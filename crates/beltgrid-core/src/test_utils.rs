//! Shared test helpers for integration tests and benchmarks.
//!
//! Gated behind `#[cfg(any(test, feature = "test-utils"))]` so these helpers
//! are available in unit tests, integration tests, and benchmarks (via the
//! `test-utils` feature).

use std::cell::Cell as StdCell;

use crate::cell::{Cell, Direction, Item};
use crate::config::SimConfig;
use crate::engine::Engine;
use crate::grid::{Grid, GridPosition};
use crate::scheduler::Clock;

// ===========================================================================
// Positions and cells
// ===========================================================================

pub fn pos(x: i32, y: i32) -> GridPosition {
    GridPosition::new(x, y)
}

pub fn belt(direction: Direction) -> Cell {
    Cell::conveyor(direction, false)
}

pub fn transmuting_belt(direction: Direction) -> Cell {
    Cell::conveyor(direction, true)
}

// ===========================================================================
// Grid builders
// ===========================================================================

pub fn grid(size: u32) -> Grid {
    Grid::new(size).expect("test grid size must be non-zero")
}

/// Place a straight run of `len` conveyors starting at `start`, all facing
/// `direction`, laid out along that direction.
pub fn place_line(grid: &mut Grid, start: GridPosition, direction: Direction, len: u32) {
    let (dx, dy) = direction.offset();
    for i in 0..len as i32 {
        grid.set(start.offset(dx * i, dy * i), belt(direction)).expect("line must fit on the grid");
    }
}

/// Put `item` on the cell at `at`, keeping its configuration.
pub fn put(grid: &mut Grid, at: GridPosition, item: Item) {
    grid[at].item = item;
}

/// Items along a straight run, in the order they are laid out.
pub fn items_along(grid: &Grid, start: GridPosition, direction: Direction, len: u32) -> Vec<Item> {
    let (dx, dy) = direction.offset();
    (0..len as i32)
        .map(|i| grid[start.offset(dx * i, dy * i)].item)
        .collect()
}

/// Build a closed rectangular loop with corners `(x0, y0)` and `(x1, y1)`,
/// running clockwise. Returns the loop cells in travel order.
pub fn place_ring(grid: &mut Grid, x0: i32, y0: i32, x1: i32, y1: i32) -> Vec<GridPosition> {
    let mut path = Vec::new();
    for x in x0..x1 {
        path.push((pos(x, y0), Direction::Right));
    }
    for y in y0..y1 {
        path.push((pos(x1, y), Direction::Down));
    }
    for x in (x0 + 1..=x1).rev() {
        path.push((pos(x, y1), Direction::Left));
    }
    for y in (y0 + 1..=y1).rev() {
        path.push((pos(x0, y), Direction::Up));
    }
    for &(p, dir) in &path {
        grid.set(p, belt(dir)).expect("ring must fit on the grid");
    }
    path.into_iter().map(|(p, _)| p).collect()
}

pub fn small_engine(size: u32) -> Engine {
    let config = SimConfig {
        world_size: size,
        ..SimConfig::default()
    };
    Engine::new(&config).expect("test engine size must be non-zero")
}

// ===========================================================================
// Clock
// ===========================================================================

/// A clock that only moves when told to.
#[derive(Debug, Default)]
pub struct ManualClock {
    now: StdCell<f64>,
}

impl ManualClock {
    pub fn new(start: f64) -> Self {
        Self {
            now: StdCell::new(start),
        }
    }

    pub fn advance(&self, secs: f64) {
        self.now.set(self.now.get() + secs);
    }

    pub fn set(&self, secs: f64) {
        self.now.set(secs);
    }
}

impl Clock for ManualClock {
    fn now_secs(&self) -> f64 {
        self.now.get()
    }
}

### GOAL OF THE EXERCISE
Write the data from above out again, exactly.

### SOLVED EXERCISE
filename crates/beltgrid-core/src/test_utils.rs
//! Shared test helpers for integration tests and benchmarks.
//!
//! Gated behind `#[cfg(any(test, feature = "test-utils"))]` so these helpers
//! are available in unit tests, integration tests, and benchmarks (via the
//! `test-utils` feature).

use std::cell::Cell as StdCell;

use crate::cell::{Cell, Direction, Item};
use crate::config::SimConfig;
use crate::engine::Engine;
use crate::grid::{Grid, GridPosition};
use crate::scheduler::Clock;

// ===========================================================================
// Positions and cells
// ===========================================================================

pub fn pos(x: i32, y: i32) -> GridPosition {
    GridPosition::new(x, y)
}

pub fn belt(direction: Direction) -> Cell {
    Cell::conveyor(direction, false)
}

pub fn transmuting_belt(direction: Direction) -> Cell {
    Cell::conveyor(direction, true)
}

// ===========================================================================
// Grid builders
// ===========================================================================

pub fn grid(size: u32) -> Grid {
    Grid::new(size).expect("test grid size must be non-zero")
}

/// Place a straight run of `len` conveyors starting at `start`, all facing
/// `direction`, laid out along that direction.
pub fn place_line(grid: &mut Grid, start: GridPosition, direction: Direction, len: u32) {
    let (dx, dy) = direction.offset();
    for i in 0..len as i32 {
        grid.set(start.offset(dx * i, dy * i), belt(direction)).expect("line must fit on the grid");
    }
}

/// Put `item` on the cell at `at`, keeping its configuration.
pub fn put(grid: &mut Grid, at: GridPosition, item: Item) {
    grid[at].item = item;
}

/// Items along a straight run, in the order they are laid out.
pub fn items_along(grid: &Grid, start: GridPosition, direction: Direction, len: u32) -> Vec<Item> {
    let (dx, dy) = direction.offset();
    (0..len as i32)
        .map(|i| grid[start.offset(dx * i, dy * i)].item)
        .collect()
}

/// Build a closed rectangular loop with corners `(x0, y0)` and `(x1, y1)`,
/// running clockwise. Returns the loop cells in travel order.
pub fn place_ring(grid: &mut Grid, x0: i32, y0: i32, x1: i32, y1: i32) -> Vec<GridPosition> {
    let mut path = Vec::new();
    for x in x0..x1 {
        path.push((pos(x, y0), Direction::Right));
    }
    for y in y0..y1 {
        path.push((pos(x1, y), Direction::Down));
    }
    for x in (x0 + 1..=x1).rev() {
        path.push((pos(x, y1), Direction::Left));
    }
    for y in (y0 + 1..=y1).rev() {
        path.push((pos(x0, y), Direction::Up));
    }
    for &(p, dir) in &path {
        grid.set(p, belt(dir)).expect("ring must fit on the grid");
    }
    path.into_iter().map(|(p, _)| p).collect()
}

pub fn small_engine(size: u32) -> Engine {
    let config = SimConfig {
        world_size: size,
        ..SimConfig::default()
    };
    Engine::new(&config).expect("test engine size must be non-zero")
}

// ===========================================================================
// Clock
// ===========================================================================

/// A clock that only moves when told to.
#[derive(Debug, Default)]
pub struct ManualClock {
    now: StdCell<f64>,
}

impl ManualClock {
    pub fn new(start: f64) -> Self {
        Self {
            now: StdCell::new(start),
        }
    }

    pub fn advance(&self, secs: f64) {
        self.now.set(self.now.get() + secs);
    }

    pub fn set(&self, secs: f64) {
        self.now.set(secs);
    }
}

impl Clock for ManualClock {
    fn now_secs(&self) -> f64 {
        self.now.get()
    }
}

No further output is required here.